Previously, I decided to attempt a backtrack-less, left-most derivation, recursive descent parser. In the end, all the research told me: it's not worth it. Other LL(*) implementations, such as ANTLR, that use recursive descent and error recovery features to handle back-tracking, typically involve large amounts of spaghetti code that make reading or discovering the original language description nigh impossible.
So I thought: there has to be a better way. So far the research into that has been a struggle, there's little information, from what I can tell, on non-recursive descent parsing techniques that are top-down left-most derivation in nature, especially if you're interested in LL(*) vs LL(k).
Another issue with Recursive Descent is Left recursion, in three different varieties: Direct, indirect and hidden. Hidden is the most irksome case, but important nonetheless. To alleviate this entire issue, I shifted gears and started down a deterministic model that would work similar to a DFA for Regular Expressions, except this one would accept recursion.
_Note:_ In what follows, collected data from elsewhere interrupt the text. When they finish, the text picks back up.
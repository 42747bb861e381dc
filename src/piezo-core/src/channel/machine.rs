// SPDX-FileCopyrightText: 2025 Stanislaw Grams <stanislawgrams@gmail.com>
//
// SPDX-License-Identifier: BSD-2-Clause

//! Channel state machine for lifecycle management.
//!
//! Transitions are explicit so that commands can be validated against the
//! current state before anything is sent to the device.

use std::fmt;

use serde::Serialize;

/// Events that can trigger state transitions in the channel state machine.
#[derive(Debug, Clone, Copy, PartialEq, Eq)]
pub enum ChannelEvent {
    /// Channel handle obtained from the session
    Acquired,
    /// Device reported its settings as loaded
    SettingsLoaded,
    /// Caller chose to continue without confirmed settings
    SettingsOverridden,
    /// Enable command issued
    Enabled,
    /// Disable command issued
    Disabled,
    /// Disable settle interval elapsed
    Settled,
    /// Owning session closed
    SessionClosed,
}

/// The current state of one channel.
#[derive(Debug, Clone, Copy, Default, PartialEq, Eq, Serialize)]
pub enum ChannelState {
    #[default]
    Created,
    SettingsPending,
    Ready,
    Enabled,
    /// Transient; returns to Ready once the disable has settled.
    Disabled,
    Closed,
}

impl fmt::Display for ChannelState {
    fn fmt(&self, f: &mut fmt::Formatter<'_>) -> fmt::Result {
        match self {
            Self::Created => write!(f, "Created"),
            Self::SettingsPending => write!(f, "SettingsPending"),
            Self::Ready => write!(f, "Ready"),
            Self::Enabled => write!(f, "Enabled"),
            Self::Disabled => write!(f, "Disabled"),
            Self::Closed => write!(f, "Closed"),
        }
    }
}

impl ChannelState {
    pub fn can_enable(&self) -> bool {
        matches!(self, Self::Ready | Self::Disabled)
    }

    pub fn is_enabled(&self) -> bool {
        matches!(self, Self::Enabled)
    }

    /// Settings have been loaded or overridden.
    pub fn is_configured(&self) -> bool {
        matches!(self, Self::Ready | Self::Enabled | Self::Disabled)
    }
}

#[derive(Debug, Clone)]
pub struct ChannelStateMachine {
    state: ChannelState,
    transition_count: u64,
}

impl Default for ChannelStateMachine {
    fn default() -> Self {
        Self::new()
    }
}

impl ChannelStateMachine {
    /// Create a new state machine in the Created state.
    pub fn new() -> Self {
        Self {
            state: ChannelState::Created,
            transition_count: 0,
        }
    }

    pub fn state(&self) -> ChannelState {
        self.state
    }

    pub fn transition_count(&self) -> u64 {
        self.transition_count
    }

    /// Process an event and potentially transition to a new state.
    /// Returns true if a transition occurred.
    pub fn process_event(&mut self, event: ChannelEvent) -> bool {
        match self.next_state(event) {
            Some(state) => {
                self.state = state;
                self.transition_count += 1;
                true
            }
            None => false,
        }
    }

    fn next_state(&self, event: ChannelEvent) -> Option<ChannelState> {
        use ChannelEvent as E;
        use ChannelState as S;

        match (self.state, event) {
            // Closed is terminal
            (S::Closed, _) => None,
            (_, E::SessionClosed) => Some(S::Closed),

            (S::Created, E::Acquired) => Some(S::SettingsPending),
            (S::SettingsPending, E::SettingsLoaded | E::SettingsOverridden) => Some(S::Ready),
            (S::Ready | S::Disabled, E::Enabled) => Some(S::Enabled),
            (S::Enabled, E::Disabled) => Some(S::Disabled),
            (S::Disabled, E::Settled) => Some(S::Ready),

            _ => None,
        }
    }
}
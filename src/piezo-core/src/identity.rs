// SPDX-FileCopyrightText: 2025 Stanislaw Grams <stanislawgrams@gmail.com>
//
// SPDX-License-Identifier: BSD-2-Clause

use std::fmt;

use serde::{Deserialize, Serialize};

/// Number of leading serial digits that encode the device family.
const FAMILY_PREFIX_LEN: usize = 2;

/// Controller family a session is allowed to open.
#[derive(Debug, Clone, PartialEq, Eq, Serialize, Deserialize)]
pub struct DeviceFamily {
    pub prefix: String,
    pub name: String,
    /// Channels exposed by one controller of this family.
    pub channels: u16,
}

impl DeviceFamily {
    pub fn new(prefix: impl Into<String>, name: impl Into<String>, channels: u16) -> Self {
        Self {
            prefix: prefix.into(),
            name: name.into(),
            channels,
        }
    }

    /// Three-channel benchtop piezo controllers (serials 71xxxxxx).
    pub fn benchtop_piezo() -> Self {
        Self::new("71", "Benchtop Piezo", 3)
    }

    pub fn matches(&self, identity: &DeviceIdentity) -> bool {
        identity.serial().starts_with(self.prefix.as_str())
    }

    pub fn has_channel(&self, index: u16) -> bool {
        (1..=self.channels).contains(&index)
    }
}

impl Default for DeviceFamily {
    fn default() -> Self {
        Self::benchtop_piezo()
    }
}

/// A device as reported by bus enumeration.
#[derive(Debug, Clone, PartialEq, Eq, Hash, Serialize)]
pub struct DeviceIdentity {
    serial: String,
    prefix: String,
}

impl DeviceIdentity {
    pub fn new(serial: impl Into<String>) -> Self {
        let serial = serial.into();
        let prefix = serial.chars().take(FAMILY_PREFIX_LEN).collect();
        Self { serial, prefix }
    }

    pub fn serial(&self) -> &str {
        &self.serial
    }

    pub fn prefix(&self) -> &str {
        &self.prefix
    }

    /// Id the controller uses for one of its channels ("71000123-1").
    pub fn channel_id(&self, index: u16) -> String {
        format!("{}-{}", self.serial, index)
    }
}

impl fmt::Display for DeviceIdentity {
    fn fmt(&self, f: &mut fmt::Formatter<'_>) -> fmt::Result {
        f.write_str(&self.serial)
    }
}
Instead of pre-compiling this information into the application, due to cyclic model issues, I decided that it would be more appropriate to focus on embedding the logic to compute this directly in the resultant application. With this, the application can delay large computational operations related to look-ahead/follow sets until the information is absolutely necessary (as in, what's next right now?)
Presently I'm hand-writing the logic, using the C# parser as a basis for data, and once I'm done I can bake the logic associated into the parser builder. I'll post more once there's more to be said.